**TASK TO CARRY OUT**
Everything from the first line of the records to the line containing "to Markdown rendering", inclusive, is to be extracted exactly, and nothing more.

**DATASET CONTENT**
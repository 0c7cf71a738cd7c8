//! doc-markup: Conversion between Markdown and Google Docs structured content.
//!
//! This crate provides:
//! - Escaping of markup-significant characters
//! - A styled-run model for document paragraphs
//! - Structured content to Markdown rendering
//! - Markdown to insert and style operations, with UTF-16 offsets
//! - Word counting
//!
//! The supported subset is headings 1-6, bold, italic, bold+italic,
//! strikethrough (`~~`), underline (`<u>`) and links. Everything else
//! passes through as text.

pub mod escape;
pub mod lexer;
pub mod ops;
pub mod style;
pub mod to_markup;
pub mod to_operations;
pub mod words;

pub use escape::{escape, unescape};
pub use ops::{Operation, Range};
pub use style::{Block, HeadingLevel, Paragraph, TextRun, TextStyle};
pub use to_markup::{blocks_to_markup, merge_runs, paragraphs_to_markup, render_run};
pub use to_operations::{
    FormattingRange, HeadingRange, OperationBatch, ParsedMarkup, markup_to_operations,
    parse_markup,
};
pub use words::{count_markup_words, count_plain_words};
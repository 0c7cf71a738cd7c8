//! A writing day end to end: autosave into a JSON ledger, then statistics.

use std::sync::Arc;
use std::time::Duration;

use chrono::NaiveDate;
use tempfile::TempDir;
use word_ledger::{
    AutoSaver, EditorEvent, Goal, GoalProgress, GoalStore, JsonFileStore, SaveStatus,
    SessionStore, SessionTracker, current_goal, writing_stats,
};

fn date(s: &str) -> NaiveDate {
    s.parse().unwrap()
}

#[tokio::test]
async fn test_day_of_writing_lands_in_ledger() {
    let temp = TempDir::new().unwrap();
    let path = temp.path().join("ledger.json");
    let today = date("2024-03-05");

    let store = Arc::new(JsonFileStore::open(&path).await.unwrap());
    store.upsert("writer", date("2024-03-04"), 700).await.unwrap();
    store.upsert("writer", today, 100).await.unwrap();
    let goal = Goal::new("writer", date("2024-03-01"), date("2024-03-31"), 500).unwrap();
    store.save_goal(goal).await.unwrap();

    // Resume today from what is already stored
    let persisted = store
        .get_by_key("writer", today)
        .await
        .unwrap()
        .map_or(0, |s| s.word_count);
    let tracker = SessionTracker::new(Some("writer".into()), today, persisted);
    let saver = AutoSaver::spawn(tracker, store.clone(), Duration::from_millis(50));

    saver.send(EditorEvent::SelectDocument("novel".into()));
    saver.send(EditorEvent::DocumentLoaded("# Draft\n\nIt was night.".into()));
    saver.send(EditorEvent::Edit(
        "# Draft\n\nIt was night. The **rain** kept falling.".into(),
    ));
    tokio::time::sleep(Duration::from_millis(500)).await;
    assert_eq!(*saver.status().borrow(), SaveStatus::Saved);

    // Switch documents with unsaved words, then hide the window
    saver.send(EditorEvent::Edit(
        "# Draft\n\nIt was night. The **rain** kept falling. Then silence.".into(),
    ));
    saver.send(EditorEvent::SelectDocument("journal".into()));
    saver.send(EditorEvent::DocumentLoaded("Dear diary".into()));
    saver.send(EditorEvent::Edit("Dear diary, today went well".into()));
    saver.send(EditorEvent::Visibility(false));
    let tracker = saver.shutdown().await.unwrap();
    assert_eq!(tracker.words_written_today(), 100 + 4 + 2 + 3);

    // A fresh handle sees the same data
    let reopened = JsonFileStore::open(&path).await.unwrap();
    let sessions = reopened.get_all("writer").await.unwrap();
    assert_eq!(sessions[0].date, today);
    assert_eq!(sessions[0].word_count, 109);

    let stats = writing_stats(&sessions, today);
    assert_eq!(stats.total_words, 809);
    assert_eq!(stats.current_streak, 2);

    let goals = reopened.goals("writer").await.unwrap();
    let progress = GoalProgress::for_day(current_goal(&goals, today), 109, today);
    assert_eq!(progress.target, 500);
    assert_eq!(progress.remaining, 391);
    assert_eq!(progress.days_left, 27);
}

**TASK OUTPUT**
repository 0c7cf71a738cd7c8
//! doc-markup: Conversion between Markdown and Google Docs structured content.
//!
//! This crate provides:
//! - Escaping of markup-significant characters
//! - A styled-run model for document paragraphs
//! - Structured content to Markdown rendering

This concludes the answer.